RESULTS: Of 207 neurosurgical patients screened, 69 adult patients who spent more than 4 days in the ICU were included in the study. Gastroparesis was observed in 48 (69.6%) patients, constipation was observed in 67 (97.1%) patients, and stress ulcers were observed in 4 (5.8%) patients. Patients with brainstem edema (n = 57, 82.6%) had the first stool evacuation later compared with patients with no edema (8 [interquartile range (IQR) 5.25-9.75] vs. 3.5 [IQR 2.25-4] days; P < 0.001). In the logistic regression analysis, factors that were associated with GI dysmotility were central nervous system (CNS) bleeding (odds ratio [OR] 5.1, 95% confidence interval [CI] 1.26-20.8, P = 0.02), opioid use > 19.3 morphine equivalents (ME) per day (OR 5.37, 95% CI 1.1-27.1, P = 0.04), and brainstem edema (OR 4.9, 95% CI 1.1-21.6, P = 0.04). A receiver operating characteristic curve analysis confirmed that the cutoff value of > 6.78 ME per day was a good predictor determining GI dysmotility, with 89.5% sensitivity and 72.7% specificity (95% CI 0.67-0.88, area under the curve 0.784, Youden index 0.62, P = 0.001). Poor survival correlated with lower Glasgow Coma Score values (ρ =  - 520, P < 0.001), CNS bleeding (ρ = 0.393, P < 0.001), associated cardiac diseases (ρ = 0.279, P < 0.001), and cardiorespiratory arrest on admission (ρ = 0.315, P < 0.001), but not with GI dysmotility (ρ = 0.175, P = 0.402).

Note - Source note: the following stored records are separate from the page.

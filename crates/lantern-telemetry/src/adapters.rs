//! Domain loggers with fixed tags.
//!
//! Each adapter holds a clone of a shared [`Logger`] and turns a narrow,
//! domain-specific call into one generic [`Logger::log`] call.

use crate::{
    entry::{to_context, Context},
    level::LogLevel,
    logger::Logger,
};
use serde_json::json;
use std::time::Instant;

pub const AUTH_TAG: &str = "auth";
pub const API_TAG: &str = "api";
pub const GAME_TAG: &str = "game";
pub const PERFORMANCE_TAG: &str = "performance";

/// Operations slower than this are reported by [`PerformanceLogger::measure`]
pub const SLOW_OPERATION_MS: f64 = 5000.0;

#[derive(Clone)]
pub struct AuthLogger {
    logger: Logger,
}

impl AuthLogger {
    pub fn new(logger: Logger) -> Self {
        Self { logger }
    }

    pub fn login_attempt(&self, username: &str) {
        self.log(
            LogLevel::Info,
            "Login attempt",
            json!({ "username": username }),
        );
    }

    pub fn login_success(&self, user_id: &str) {
        self.log(
            LogLevel::Info,
            "Login successful",
            json!({ "userId": user_id }),
        );
    }

    pub fn login_failure(&self, username: &str, reason: &str) {
        self.log(
            LogLevel::Warn,
            "Login failed",
            json!({ "username": username, "reason": reason }),
        );
    }

    pub fn logout(&self, user_id: &str) {
        self.log(LogLevel::Info, "User logged out", json!({ "userId": user_id }));
    }

    pub fn session_expired(&self, user_id: &str) {
        self.log(LogLevel::Warn, "Session expired", json!({ "userId": user_id }));
    }

    fn log(&self, level: LogLevel, message: &str, context: serde_json::Value) {
        self.logger
            .log(level, message, Some(AUTH_TAG), Some(&to_context(context)));
    }
}

#[derive(Clone)]
pub struct ApiLogger {
    logger: Logger,
}

impl ApiLogger {
    pub fn new(logger: Logger) -> Self {
        Self { logger }
    }

    pub fn request(&self, method: &str, url: &str) {
        let context = to_context(json!({ "method": method, "url": url }));
        self.logger.log(
            LogLevel::Debug,
            &format!("{} {}", method, url),
            Some(API_TAG),
            Some(&context),
        );
    }

    /// Level follows the status class: 5xx error, 4xx warn, otherwise info
    pub fn response(&self, method: &str, url: &str, status: u16, duration_ms: f64) {
        let level = match status {
            500.. => LogLevel::Error,
            400..=499 => LogLevel::Warn,
            _ => LogLevel::Info,
        };
        let context = to_context(json!({
            "method": method,
            "url": url,
            "status": status,
            "duration": duration_ms,
        }));
        self.logger.log(
            level,
            &format!("{} {} -> {}", method, url, status),
            Some(API_TAG),
            Some(&context),
        );
    }

    pub fn api_error(&self, method: &str, url: &str, error: &dyn std::error::Error) {
        let context = to_context(json!({
            "method": method,
            "url": url,
            "error": error.to_string(),
        }));
        self.logger.log(
            LogLevel::Error,
            &format!("{} {} failed", method, url),
            Some(API_TAG),
            Some(&context),
        );
    }
}

#[derive(Clone)]
pub struct GameLogger {
    logger: Logger,
}

impl GameLogger {
    pub fn new(logger: Logger) -> Self {
        Self { logger }
    }

    pub fn game_started(&self, game: &str, context: Option<&Context>) {
        let mut merged = context.cloned().unwrap_or_default();
        merged.insert("game".to_string(), json!(game));
        self.logger
            .log(LogLevel::Info, "Game started", Some(GAME_TAG), Some(&merged));
    }

    pub fn game_completed(&self, game: &str, score: i64, duration_ms: f64) {
        let context = to_context(json!({
            "game": game,
            "score": score,
            "duration": duration_ms,
        }));
        self.logger
            .log(LogLevel::Info, "Game completed", Some(GAME_TAG), Some(&context));
    }

    pub fn invalid_move(&self, game: &str, detail: &str) {
        let context = to_context(json!({ "game": game, "move": detail }));
        self.logger
            .log(LogLevel::Warn, "Invalid move", Some(GAME_TAG), Some(&context));
    }
}

#[derive(Clone)]
pub struct PerformanceLogger {
    logger: Logger,
}

impl PerformanceLogger {
    pub fn new(logger: Logger) -> Self {
        Self { logger }
    }

    pub fn timing(&self, operation: &str, duration_ms: f64) {
        let context = to_context(json!({ "operation": operation, "duration": duration_ms }));
        self.logger.log(
            LogLevel::Debug,
            &format!("{} took {:.1}ms", operation, duration_ms),
            Some(PERFORMANCE_TAG),
            Some(&context),
        );
    }

    /// Time a closure, logging its duration and flagging it when slow
    pub fn measure<T>(&self, operation: &str, f: impl FnOnce() -> T) -> T {
        let started = Instant::now();
        let value = f();
        let duration_ms = started.elapsed().as_secs_f64() * 1000.0;

        if duration_ms > SLOW_OPERATION_MS {
            self.slow_operation(operation, duration_ms, SLOW_OPERATION_MS);
        } else {
            self.timing(operation, duration_ms);
        }
        value
    }

    pub fn slow_operation(&self, operation: &str, duration_ms: f64, threshold_ms: f64) {
        let context = to_context(json!({
            "operation": operation,
            "duration": duration_ms,
            "threshold": threshold_ms,
        }));
        self.logger.log(
            LogLevel::Warn,
            &format!("Slow operation: {}", operation),
            Some(PERFORMANCE_TAG),
            Some(&context),
        );
    }
}
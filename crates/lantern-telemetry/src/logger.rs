//! Logger coordinator.
//!
//! A [`Logger`] owns one pipeline: level gate, filters, sampling, entry
//! creation, then fan-out to the console sink, the history ring and the
//! delivery buffer. Flushes run as tasks on the tokio runtime the logger was
//! created in, so [`Logger::log`] never waits on I/O.
//!
//! Configuration is copy-on-write. Every log call works against the snapshot
//! it read at entry; [`Logger::update_config`] installs a new snapshot without
//! touching the one in use.
//!
//! Lifecycle: [`Logger::destroy`] stops the periodic flush and delivers what is
//! left. After that, entries still accumulate in the buffer but nothing is
//! sent automatically; only an explicit [`Logger::flush`] delivers them.

use crate::{
    analysis::{self, AnalysisResult, LogQuery},
    buffer::LogBuffer,
    config::{ConfigIssue, LoggerConfig},
    console::{ConsoleSink, ConsoleTarget},
    entry::{Context, ContextBuilder, EntryFactory, LogEntry, MonotonicClock},
    export::{self, ExportFormat},
    filters::{EntryFilter, Sampler},
    history::LogHistory,
    level::LogLevel,
    metadata::{MetadataSource, PerformanceMark, PerformanceMarks, ProcessMetadata},
    transport::{self, DeliveryOutcome, Transport},
    Error, Result,
};
use std::sync::atomic::{AtomicBool, Ordering};
use std::sync::{Arc, Mutex, MutexGuard, RwLock, Weak};
use std::time::Duration;
use tokio::runtime::Handle;
use tokio::task::JoinHandle;
use tokio::time::{Instant, MissedTickBehavior};

/// Everything derived from one configuration value
struct ActiveConfig {
    config: LoggerConfig,
    factory: EntryFactory,
    filter: EntryFilter,
    sampler: Sampler,
    console: ConsoleSink,
}

struct LoggerInner {
    active: RwLock<Arc<ActiveConfig>>,
    buffer: Mutex<LogBuffer>,
    history: Mutex<LogHistory>,
    transport: Arc<dyn Transport>,
    runtime: Handle,
    timer: Mutex<Option<JoinHandle<()>>>,
    destroyed: AtomicBool,
    metadata: Arc<dyn MetadataSource>,
    marks: Arc<PerformanceMarks>,
    clock: Arc<MonotonicClock>,
    console_target: ConsoleTarget,
}

/// Handle to a telemetry pipeline. Clones share the same pipeline.
#[derive(Clone)]
pub struct Logger {
    inner: Arc<LoggerInner>,
}

/// Optional collaborators for [`Logger`]
pub struct LoggerBuilder {
    config: LoggerConfig,
    transport: Arc<dyn Transport>,
    metadata: Arc<dyn MetadataSource>,
    console_target: ConsoleTarget,
}

impl LoggerBuilder {
    pub fn metadata_source(mut self, source: Arc<dyn MetadataSource>) -> Self {
        self.metadata = source;
        self
    }

    pub fn console_target(mut self, target: ConsoleTarget) -> Self {
        self.console_target = target;
        self
    }

    /// Must be called from within a tokio runtime
    pub fn build(self) -> Result<Logger> {
        let runtime = Handle::try_current().map_err(|e| Error::System {
            message: format!("Logger requires a tokio runtime: {}", e),
        })?;

        let marks = Arc::new(PerformanceMarks::new());
        let clock = Arc::new(MonotonicClock::new());
        let (active, issues) = ActiveConfig::build(
            self.config,
            &self.metadata,
            &marks,
            &clock,
            &self.console_target,
        )?;
        report_issues(&active, &issues);

        let config = &active.config;
        let buffer = LogBuffer::new(
            config.server.batch_size,
            config.server.flush_interval(),
            now(),
        );
        let history = LogHistory::new(config.performance.max_buffer_size);
        let server_active = config.server_active();
        let interval = config.server.flush_interval();

        let inner = Arc::new(LoggerInner {
            active: RwLock::new(Arc::new(active)),
            buffer: Mutex::new(buffer),
            history: Mutex::new(history),
            transport: self.transport,
            runtime,
            timer: Mutex::new(None),
            destroyed: AtomicBool::new(false),
            metadata: self.metadata,
            marks,
            clock,
            console_target: self.console_target,
        });

        if server_active {
            inner.start_timer(interval);
        }

        tracing::debug!(
            telemetry.event = "logger_initialized",
            server_active,
            flush_interval_ms = interval.as_millis() as u64,
            "Logger initialized"
        );

        Ok(Logger { inner })
    }
}

impl Logger {
    /// Create a logger with process metadata and the standard console.
    ///
    /// Invalid configuration values are replaced by their defaults and
    /// reported, never rejected.
    pub fn new(config: LoggerConfig, transport: Arc<dyn Transport>) -> Result<Self> {
        Self::builder(config, transport).build()
    }

    pub fn builder(config: LoggerConfig, transport: Arc<dyn Transport>) -> LoggerBuilder {
        LoggerBuilder {
            config,
            transport,
            metadata: Arc::new(ProcessMetadata::new()),
            console_target: ConsoleTarget::default(),
        }
    }

    /// Record one entry. Never fails and never blocks on delivery.
    pub fn log(&self, level: LogLevel, message: &str, tag: Option<&str>, context: Option<&Context>) {
        let active = self.inner.active();
        let config = &active.config;

        if !config.enabled || !LogLevel::is_enabled(level, config.level) {
            return;
        }

        if !active.filter.allows(tag, message) {
            return;
        }

        if !active.sampler.keep() {
            if config.performance.enable_metrics {
                metrics::counter!("lantern.entries.sampled_out").increment(1);
            }
            return;
        }

        let entry = active.factory.create(level, message, tag, context);

        if config.performance.enable_metrics {
            metrics::counter!("lantern.entries.logged", "level" => level.as_str()).increment(1);
        }

        if config.console_active() {
            active.console.write_entry(&entry);
        }

        lock(&self.inner.history).push(entry.clone());

        if config.server_active() {
            self.enqueue(entry, active);
        }
    }

    /// Log with a context assembled from arbitrary serializable values
    pub fn log_with(&self, level: LogLevel, message: &str, tag: Option<&str>, context: ContextBuilder) {
        if !context.failed_keys().is_empty() {
            let active = self.inner.active();
            if active.config.environment.is_development() {
                active.console.diagnostic(&format!(
                    "context values could not be serialized: {}",
                    context.failed_keys().join(", ")
                ));
            }
        }

        let context = context.build();
        self.log(level, message, tag, Some(&context));
    }

    pub fn debug(&self, message: &str, tag: Option<&str>, context: Option<&Context>) {
        self.log(LogLevel::Debug, message, tag, context);
    }

    pub fn info(&self, message: &str, tag: Option<&str>, context: Option<&Context>) {
        self.log(LogLevel::Info, message, tag, context);
    }

    pub fn warn(&self, message: &str, tag: Option<&str>, context: Option<&Context>) {
        self.log(LogLevel::Warn, message, tag, context);
    }

    pub fn error(&self, message: &str, tag: Option<&str>, context: Option<&Context>) {
        self.log(LogLevel::Error, message, tag, context);
    }

    pub fn critical(&self, message: &str, tag: Option<&str>, context: Option<&Context>) {
        self.log(LogLevel::Critical, message, tag, context);
    }

    /// Deliver everything pending now and wait for the outcome
    pub async fn flush(&self) -> DeliveryOutcome {
        self.inner.flush_pending().await
    }

    /// Apply a change to a copy of the current configuration and install it.
    ///
    /// Entries being logged concurrently finish with the previous snapshot.
    /// Turning server delivery off discards pending entries.
    pub fn update_config(&self, change: impl FnOnce(&mut LoggerConfig)) -> Result<()> {
        let inner = &self.inner;
        let previous = inner.active();

        let mut config = previous.config.clone();
        change(&mut config);

        let (active, issues) = ActiveConfig::build(
            config,
            &inner.metadata,
            &inner.marks,
            &inner.clock,
            &inner.console_target,
        )?;
        report_issues(&active, &issues);

        let server_active = active.config.server_active();
        let interval = active.config.server.flush_interval();
        let restart_timer = server_active
            && (!previous.config.server_active()
                || previous.config.server.flush_interval() != interval);

        {
            let mut buffer = lock(&inner.buffer);
            buffer.reconfigure(active.config.server.batch_size, interval);
            if !server_active {
                let dropped = buffer.clear();
                if dropped > 0 {
                    tracing::debug!(
                        telemetry.event = "buffer_discarded",
                        count = dropped,
                        "Server delivery disabled, discarded pending entries"
                    );
                }
            }
        }
        lock(&inner.history).set_capacity(active.config.performance.max_buffer_size);

        *inner.active.write().unwrap_or_else(|e| e.into_inner()) = Arc::new(active);

        if !server_active {
            inner.stop_timer();
        } else if restart_timer && !inner.destroyed.load(Ordering::SeqCst) {
            inner.start_timer(interval);
        }

        tracing::debug!(
            telemetry.event = "config_updated",
            server_active,
            "Logger configuration updated"
        );
        Ok(())
    }

    pub fn set_level(&self, level: LogLevel) -> Result<()> {
        self.update_config(|config| config.level = level)
    }

    /// The configuration currently in effect, after normalization
    pub fn config(&self) -> LoggerConfig {
        self.inner.active().config.clone()
    }

    /// Recent entries, oldest first
    pub fn history(&self) -> Vec<LogEntry> {
        lock(&self.inner.history).snapshot()
    }

    pub fn query(&self, query: &LogQuery) -> Vec<LogEntry> {
        query.apply(&self.history())
    }

    pub fn clear_history(&self) {
        lock(&self.inner.history).clear();
    }

    pub fn analyze(&self) -> AnalysisResult {
        analysis::analyze(&self.history())
    }

    pub fn export(&self, format: ExportFormat) -> Result<String> {
        export::export(&self.history(), format)
    }

    /// Record a named performance mark; later entries carry recent marks
    pub fn mark(&self, name: impl Into<String>) -> PerformanceMark {
        self.inner.marks.mark(name)
    }

    /// Entries waiting for delivery
    pub fn pending(&self) -> usize {
        lock(&self.inner.buffer).len()
    }

    pub fn is_destroyed(&self) -> bool {
        self.inner.destroyed.load(Ordering::SeqCst)
    }

    /// Stop automatic delivery and flush what is pending once.
    ///
    /// Calling it again only flushes.
    pub async fn destroy(&self) -> DeliveryOutcome {
        if !self.inner.destroyed.swap(true, Ordering::SeqCst) {
            self.inner.stop_timer();
            tracing::debug!(telemetry.event = "logger_destroyed", "Logger destroyed");
        }
        self.inner.flush_pending().await
    }

    fn enqueue(&self, entry: LogEntry, active: Arc<ActiveConfig>) {
        let batch = {
            let mut buffer = lock(&self.inner.buffer);
            buffer.add(entry);

            if self.inner.destroyed.load(Ordering::SeqCst) || !buffer.should_flush(now()) {
                return;
            }
            buffer.flush(now())
        };

        let inner = Arc::clone(&self.inner);
        self.inner.runtime.spawn(async move {
            inner.send(batch, &active).await;
        });
    }
}

impl LoggerInner {
    fn active(&self) -> Arc<ActiveConfig> {
        Arc::clone(&self.active.read().unwrap_or_else(|e| e.into_inner()))
    }

    async fn flush_pending(&self) -> DeliveryOutcome {
        let batch = lock(&self.buffer).flush(now());
        if batch.is_empty() {
            return DeliveryOutcome::Delivered { count: 0 };
        }
        let active = self.active();
        self.send(batch, &active).await
    }

    async fn send(&self, batch: Vec<LogEntry>, active: &ActiveConfig) -> DeliveryOutcome {
        let outcome = transport::deliver(
            self.transport.as_ref(),
            batch,
            active.config.environment,
            &active.console,
        )
        .await;

        if active.config.performance.enable_metrics {
            match &outcome {
                DeliveryOutcome::Delivered { .. } => {
                    metrics::counter!("lantern.batches.delivered").increment(1);
                }
                DeliveryOutcome::Dropped { count, .. } => {
                    metrics::counter!("lantern.batches.dropped").increment(1);
                    metrics::counter!("lantern.entries.dropped").increment(*count as u64);
                }
            }
        }

        outcome
    }

    fn start_timer(self: &Arc<Self>, interval: Duration) {
        let weak: Weak<LoggerInner> = Arc::downgrade(self);
        let first_tick = Instant::now() + interval;
        let task = self.runtime.spawn(async move {
            let mut ticker = tokio::time::interval_at(first_tick, interval);
            ticker.set_missed_tick_behavior(MissedTickBehavior::Delay);

            loop {
                ticker.tick().await;
                let Some(inner) = weak.upgrade() else {
                    break;
                };
                if inner.destroyed.load(Ordering::SeqCst) {
                    break;
                }
                if !lock(&inner.buffer).is_empty() {
                    inner.flush_pending().await;
                }
            }
        });

        if let Some(previous) = lock(&self.timer).replace(task) {
            previous.abort();
        }
    }

    fn stop_timer(&self) {
        if let Some(task) = lock(&self.timer).take() {
            task.abort();
        }
    }
}

impl Drop for LoggerInner {
    fn drop(&mut self) {
        self.stop_timer();
    }
}

impl ActiveConfig {
    fn build(
        config: LoggerConfig,
        metadata: &Arc<dyn MetadataSource>,
        marks: &Arc<PerformanceMarks>,
        clock: &Arc<MonotonicClock>,
        console_target: &ConsoleTarget,
    ) -> Result<(Self, Vec<ConfigIssue>)> {
        let (config, issues) = config.normalized();

        let active = Self {
            factory: EntryFactory::new(
                &config,
                Arc::clone(metadata),
                Arc::clone(marks),
                Arc::clone(clock),
            )?,
            filter: EntryFilter::new(&config.filters)?,
            sampler: Sampler::new(&config.performance),
            console: ConsoleSink::new(&config.console, console_target.clone()),
            config,
        };
        Ok((active, issues))
    }
}

fn report_issues(active: &ActiveConfig, issues: &[ConfigIssue]) {
    for issue in issues {
        tracing::warn!(
            telemetry.event = "config_value_replaced",
            field = %issue.field,
            issue = %issue.message,
            "Invalid configuration value replaced by default"
        );
        if active.config.environment.is_development() {
            active
                .console
                .diagnostic(&format!("invalid config, using default for {}", issue));
        }
    }
}

fn now() -> std::time::Instant {
    Instant::now().into_std()
}

fn lock<T>(mutex: &Mutex<T>) -> MutexGuard<'_, T> {
    mutex.lock().unwrap_or_else(|e| e.into_inner())
}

CONCLUSIONS: Significant correlation was registered between brainstem edema, gastrointestinal dysmotility, and opioids. CNS bleeding was the most important single factor influencing GI dysmotility. Further studies with opioid and nonopioid sedation may distinguish the influence of acute brain lesions versus drugs on GI dysmotility.